**EXERCISE DATA**
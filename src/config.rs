//! Configuration for the two deployable services.

use std::env;

/// Configuration for the API-facing service.
#[derive(Clone, Debug)]
pub struct ApiConfig {
    /// HTTP server bind address
    pub addr: String,
    /// HTTP server port
    pub port: String,
    /// Secret used to verify client bearer tokens
    pub jwt_secret: String,
    /// Base URL of the media (processing) server
    pub media_server_url: String,
}

impl ApiConfig {
    /// Load configuration from environment variables.
    /// Panics if JWT_SECRET is not set.
    pub fn from_env() -> Self {
        dotenv::dotenv().ok();

        Self {
            addr: env::var("ADDR").unwrap_or_else(|_| String::from("127.0.0.1")),
            port: env::var("PORT").unwrap_or_else(|_| String::from("5000")),
            jwt_secret: env::var("JWT_SECRET").expect("JWT_SECRET env var required"),
            media_server_url: env::var("MEDIA_SERVER_URL")
                .unwrap_or_else(|_| String::from("http://127.0.0.1:5001")),
        }
    }
}

/// Configuration for the media (processing) service.
#[derive(Clone, Debug)]
pub struct MediaConfig {
    /// HTTP server bind address
    pub addr: String,
    /// HTTP server port
    pub port: String,
    /// Base URL of the API server (also used to derive the relay ws URL)
    pub api_server_url: String,
    /// Directory for uploaded sources, renditions and thumbnails
    pub upload_dir: String,
    /// Backblaze B2 application key id
    pub b2_key_id: String,
    /// Backblaze B2 application key
    pub b2_application_key: String,
    /// Target bucket id
    pub b2_bucket_id: String,
    /// Bucket name, used to derive public file URLs when set
    pub b2_bucket_name: Option<String>,
}

impl MediaConfig {
    /// Load configuration from environment variables.
    /// Panics if the B2 credentials are not set.
    pub fn from_env() -> Self {
        dotenv::dotenv().ok();

        Self {
            addr: env::var("ADDR").unwrap_or_else(|_| String::from("127.0.0.1")),
            port: env::var("PORT").unwrap_or_else(|_| String::from("5001")),
            api_server_url: env::var("API_SERVER_URL")
                .unwrap_or_else(|_| String::from("http://127.0.0.1:5000")),
            upload_dir: env::var("UPLOAD_DIR").unwrap_or_else(|_| String::from("./uploads")),
            b2_key_id: env::var("B2_APPLICATION_KEY_ID")
                .expect("B2_APPLICATION_KEY_ID env var required"),
            b2_application_key: env::var("B2_APPLICATION_KEY")
                .expect("B2_APPLICATION_KEY env var required"),
            b2_bucket_id: env::var("B2_BUCKET_ID").expect("B2_BUCKET_ID env var required"),
            b2_bucket_name: env::var("B2_BUCKET_NAME").ok(),
        }
    }

    /// WebSocket URL of the API server's relay ingress.
    pub fn relay_ws_url(&self) -> String {
        let base = self
            .api_server_url
            .replacen("http", "ws", 1)
            .trim_end_matches('/')
            .to_string();
        format!("{base}/ws/media-server")
    }
}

**WHAT THE TASK ASKS**
Task for the records above: copy every line in which the word "MediaConfig" occurs.

**ANSWER FOR THIS EXERCISE**
pub struct MediaConfig {
impl MediaConfig {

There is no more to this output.